Another way they are scaling is by creating a pre-established curriculum for tutors to minimize friction and onboarding costs. Shen says tutors enjoy not having to create their own curriculum from scratch, which helps with retention and interest. The strategy has helped Juni deliver more than 50,000 classes over the last three months.

Finally, Juni Learning frames itself as a “full-stack experience” for platform, curriculum and instructor information. It builds dashboards to monitor if a student shows up to class, and texts or calls people if they’re not in class to check in.

The back-end support, Shen admits, was the hardest to scale up.

“You can imagine that when you triple or quadruple the number of students on the platform, that gets very unwieldy very quickly,” she said.
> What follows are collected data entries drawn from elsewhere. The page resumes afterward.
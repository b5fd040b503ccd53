//! # Operation Handler Registry
//!
//! Maps `(kind, collection)` pairs to the handler that executes them, with a
//! per-kind wildcard fallback.

use std::collections::HashMap;
use std::sync::Arc;

use async_trait::async_trait;
use tracing::debug;

use crate::error::Result;
use crate::item::{OperationKind, QueueItem};

/// Wildcard collection marker accepted by [`HandlerRegistry::register`]
pub const WILDCARD_COLLECTION: &str = "*";

/// Executes one queued operation against the backend.
///
/// `Ok(true)` means the operation succeeded; `Ok(false)` and `Err` both
/// count as a failed attempt and drive the retry path.
#[async_trait]
pub trait OperationHandler: Send + Sync {
    async fn execute(&self, item: &QueueItem) -> Result<bool>;
}

/// Exact-match plus wildcard-fallback handler lookup
#[derive(Default)]
pub struct HandlerRegistry {
    exact: HashMap<(OperationKind, String), Arc<dyn OperationHandler>>,
    wildcard: HashMap<OperationKind, Arc<dyn OperationHandler>>,
}

impl HandlerRegistry {
    pub fn new() -> Self {
        Self::default()
    }

    /// Register a handler for a kind across the given collections.
    ///
    /// `"*"` registers the per-kind wildcard fallback. Re-registering a pair
    /// silently replaces the previous handler.
    pub fn register(
        &mut self,
        kind: OperationKind,
        collections: &[&str],
        handler: Arc<dyn OperationHandler>,
    ) {
        for collection in collections {
            debug!(
                kind = kind.as_str(),
                collection = *collection,
                "Registering operation handler"
            );
            if *collection == WILDCARD_COLLECTION {
                self.wildcard.insert(kind, handler.clone());
            } else {
                self.exact
                    .insert((kind, collection.to_string()), handler.clone());
            }
        }
    }

    /// Remove registrations for a kind across the given collections
    pub fn unregister(&mut self, kind: OperationKind, collections: &[&str]) {
        for collection in collections {
            if *collection == WILDCARD_COLLECTION {
                self.wildcard.remove(&kind);
            } else {
                self.exact.remove(&(kind, collection.to_string()));
            }
        }
    }

    /// Look up a handler: exact match first, then the kind's wildcard
    pub fn resolve(
        &self,
        kind: OperationKind,
        collection: &str,
    ) -> Option<Arc<dyn OperationHandler>> {
        self.exact
            .get(&(kind, collection.to_string()))
            .or_else(|| self.wildcard.get(&kind))
            .cloned()
    }

    pub fn is_empty(&self) -> bool {
        self.exact.is_empty() && self.wildcard.is_empty()
    }
}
Outschool is a live tutoring startup based in San Francisco that is similarly benefitting from the surge in demand for remote learning. Founded in 2015, it went from 80,000 users in February 2020 to over 500,000 users in August. In one week, the startup had more enrollments in classes than it did in 2019. To meet demand, Outschool hired 5,000 teachers to start offering online classes in two weeks.

The company confirmed that, as a result of the COVID-19 crisis, it turned profitable. Amir Nathoo, co-founder and CEO, would not disclose revenue however.

It focuses more on breadth versus depth.

“We provide a much broader range of learning options than Juni, which is focused just on coding classes,” Nathoo said. Students can learn engineering through Lego challenges or Spanish through Taylor Swift songs. Outschool currently lists more than 50,000 classes on its website taught by over 7,000 teachers.

“Our business is also much larger at this stage, probably 10 [times] larger than Juni Learning,” he said, in regards to the amount of teachers listed on the platform.

Still, Shen said some Juni customers use Outschool to supplement their coding education. The cross-pollination between the two platforms shows that customers, at least in the United States, are not yet sold on a single platform. 

“Our vision is to build a university, and that entails so many more things than just the professors or the courses you’re taking,” Shen said.

The startup recently reacted to a spike of interest in learning pods, which bring a cohort of kids together for live learning. Juni is providing new math and English curriculums, based on Common Core standards, to augment teachers leading the pods.

When asked, Shen compared Juni Learning’s strategy to one that mirrors fitness company Peloton, instead of Kumon, an edtech learning center business. Peloton, she notes, grew a “category-defining business with scalable quality, software and amazing content.”

It signals that in 2005, live tutoring looked like a marketplace with Uber-like ambition. In 2020, live tutoring looks like a consumer brand with Peloton-like ideology.